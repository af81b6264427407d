//! Customer entity - Root entity for everyone who places orders.
//!
//! Email addresses are unique across all customers. `updated_at` is bumped on every
//! update and never moves backwards.

use sea_orm::Set;
use sea_orm::entity::prelude::*;
use serde::{Deserialize, Serialize};

/// Customer database model
#[derive(Clone, Debug, PartialEq, Eq, DeriveEntityModel, Serialize, Deserialize)]
#[sea_orm(table_name = "customers")]
pub struct Model {
    /// Unique identifier for the customer
    #[sea_orm(primary_key)]
    pub id: i64,
    /// Given name
    pub first_name: String,
    /// Family name
    pub last_name: String,
    /// Contact email, unique across all customers
    #[sea_orm(unique)]
    pub email: String,
    /// Country of residence
    pub country: Option<String>,
    /// City of residence
    pub city: Option<String>,
    /// When the customer was created
    pub created_at: DateTime,
    /// When the customer was last modified
    pub updated_at: DateTime,
}

impl Model {
    /// Full display name, `"First Last"`.
    #[must_use]
    pub fn full_name(&self) -> String {
        format!("{} {}", self.first_name, self.last_name)
    }
}

/// Defines relationships between Customer and other entities
#[derive(Copy, Clone, Debug, EnumIter, DeriveRelation)]
pub enum Relation {
    /// One customer places many orders
    #[sea_orm(has_many = "super::order::Entity")]
    Orders,
}

impl Related<super::order::Entity> for Entity {
    fn to() -> RelationDef {
        Relation::Orders.def()
    }
}

#[async_trait::async_trait]
impl ActiveModelBehavior for ActiveModel {
    async fn before_save<C>(mut self, _db: &C, insert: bool) -> Result<Self, DbErr>
    where
        C: ConnectionTrait,
    {
        if !insert {
            self.updated_at = Set(super::next_updated_at(&self.updated_at));
        }
        Ok(self)
    }
}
· · ·
Prompt ->
Among the lines above, please find those with "places" and copy them.

Answer to this task ->
//! Customer entity - Root entity for everyone who places orders.
    /// One customer places many orders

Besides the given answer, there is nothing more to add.